Ngakan Rai menyatakan, kalau merujuk Perda dan Pergub Bali serta aturan sebagai contoh desa di wilayah Gianyar bagian selatan, memungut dudukan/pungutan dengan menggunakan nominal seharga beras 2 Kg ada juga 3 Kg beras, hal ini tentunya sangat manusiawi hal tersebut tidak terlalu membebankan kepada krama tamiu, kalau Rp.200 ribu sampai Rp.500 ribu itu sudah sangat membebankan sekali.
Lanjut Ngakan Rai, krama tamiu yang tinggal di wilayah Desa Selat Gianyar ada yang membayar dudukan/pungutan dari Rp.200 ribu sampai Rp.500 ribu, sampai ada krama tamiu yang negosiasi mau membayar Rp.100 ribu tetapi ditolak oleh pecalang yang memungut dudukan tersebut, ini sangat memberatkan krama tamiu, hal ini supaya tidak terjadi mis komunikasi takutnya dikategorikan pungli dan bisa berurusan dengan penegak hukum.
Ngakan Rai berharap kepada Bendesa Adat Selat sebelum melakukan dudukan/pungutan kepada krama tamiu supaya berkoordinasi dengan MDA Kabupaten Gianyar, apakah memungut dudukan dari Rp.200 ribu sampai Rp.500 ribu tersebut dibenarkan.
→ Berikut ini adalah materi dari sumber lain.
use crate::{error::InternalError, value::Value};
use std::cmp::Ordering;

// Beyond this magnitude every f64 lies outside the i64/u64 range.
const F64_BEYOND_INT_RANGE: f64 = 2e19;

/// Total canonical comparator used by MIN/MAX and deterministic ordering.
///
/// Ordering rules:
/// 1. Canonical tag rank (NULL first)
/// 2. Variant-specific comparison for same-ranked values
///
/// Numeric variants share one rank and compare by exact magnitude.
#[must_use]
pub fn canonical_cmp(left: &Value, right: &Value) -> Ordering {
    let rank = left.tag().to_u8().cmp(&right.tag().to_u8());
    if rank != Ordering::Equal {
        return rank;
    }

    #[allow(clippy::match_same_arms)]
    match (left, right) {
        (Value::Blob(a), Value::Blob(b)) => a.cmp(b),
        (Value::Bool(a), Value::Bool(b)) => a.cmp(b),
        (Value::Text(a), Value::Text(b)) => a.cmp(b),
        (Value::Null, Value::Null) => Ordering::Equal,
        _ => numeric_cmp(left, right).unwrap_or(Ordering::Equal),
    }
}

/// Strict comparator for two non-NULL grouping values.
///
/// Values from different families (e.g. text vs integer) have no grouping
/// order and fail with a comparator error instead of a silent rank order.
pub fn grouping_cmp(left: &Value, right: &Value) -> Result<Ordering, InternalError> {
    if left.tag() != right.tag() {
        return Err(InternalError::key_comparator(format!(
            "incomparable grouping values: {left:?} vs {right:?}"
        )));
    }

    Ok(canonical_cmp(left, right))
}

fn numeric_cmp(left: &Value, right: &Value) -> Option<Ordering> {
    match (left, right) {
        (Value::Int(a), Value::Int(b)) => Some(a.cmp(b)),
        (Value::Uint(a), Value::Uint(b)) => Some(a.cmp(b)),
        (Value::Float64(a), Value::Float64(b)) => Some(a.cmp(b)),
        (Value::Int(a), Value::Uint(b)) => Some(i128::from(*a).cmp(&i128::from(*b))),
        (Value::Uint(a), Value::Int(b)) => Some(i128::from(*a).cmp(&i128::from(*b))),
        (Value::Int(a), Value::Float64(b)) => Some(cmp_int_float(i128::from(*a), b.get())),
        (Value::Uint(a), Value::Float64(b)) => Some(cmp_int_float(i128::from(*a), b.get())),
        (Value::Float64(a), Value::Int(b)) => {
            Some(cmp_int_float(i128::from(*b), a.get()).reverse())
        }
        (Value::Float64(a), Value::Uint(b)) => {
            Some(cmp_int_float(i128::from(*b), a.get()).reverse())
        }
        _ => None,
    }
}

// Exact integer/float comparison; never rounds the integer through f64.
#[expect(clippy::cast_possible_truncation)]
fn cmp_int_float(int: i128, float: f64) -> Ordering {
    if float >= F64_BEYOND_INT_RANGE {
        return Ordering::Less;
    }
    if float <= -F64_BEYOND_INT_RANGE {
        return Ordering::Greater;
    }

    let whole = float.trunc() as i128;
    match int.cmp(&whole) {
        Ordering::Equal => {
            let fraction = float.fract();
            if fraction > 0.0 {
                Ordering::Less
            } else if fraction < 0.0 {
                Ordering::Greater
            } else {
                Ordering::Equal
            }
        }
        other => other,
    }
}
Hal tersebut supaya kedepan tidak berurusan dengan hukum positif, apalagi di Kabupaten Gianyar sudah ada saber pungli yang mengawasi setiap desa baik desa dinas maupun desa adat yang melakukan dudukan/pungutan kepada krama tamiu.
Ngakan Rai menjelaskan, memang dudukan/pungutan sebagai kontribusi wajib sebagai bentuk kontribusi finansial yang wajib dibayarkan oleh warga yang tidak termasuk dalam krama desa adat/krama tamiu dan tamiu sebagai timbal balik atas penggunaan fasilitas dan layanan yang disediakan oleh desa adat, seperti penggunaan lahan, pengelolaan air atau menjaga kelestarian lingkungan.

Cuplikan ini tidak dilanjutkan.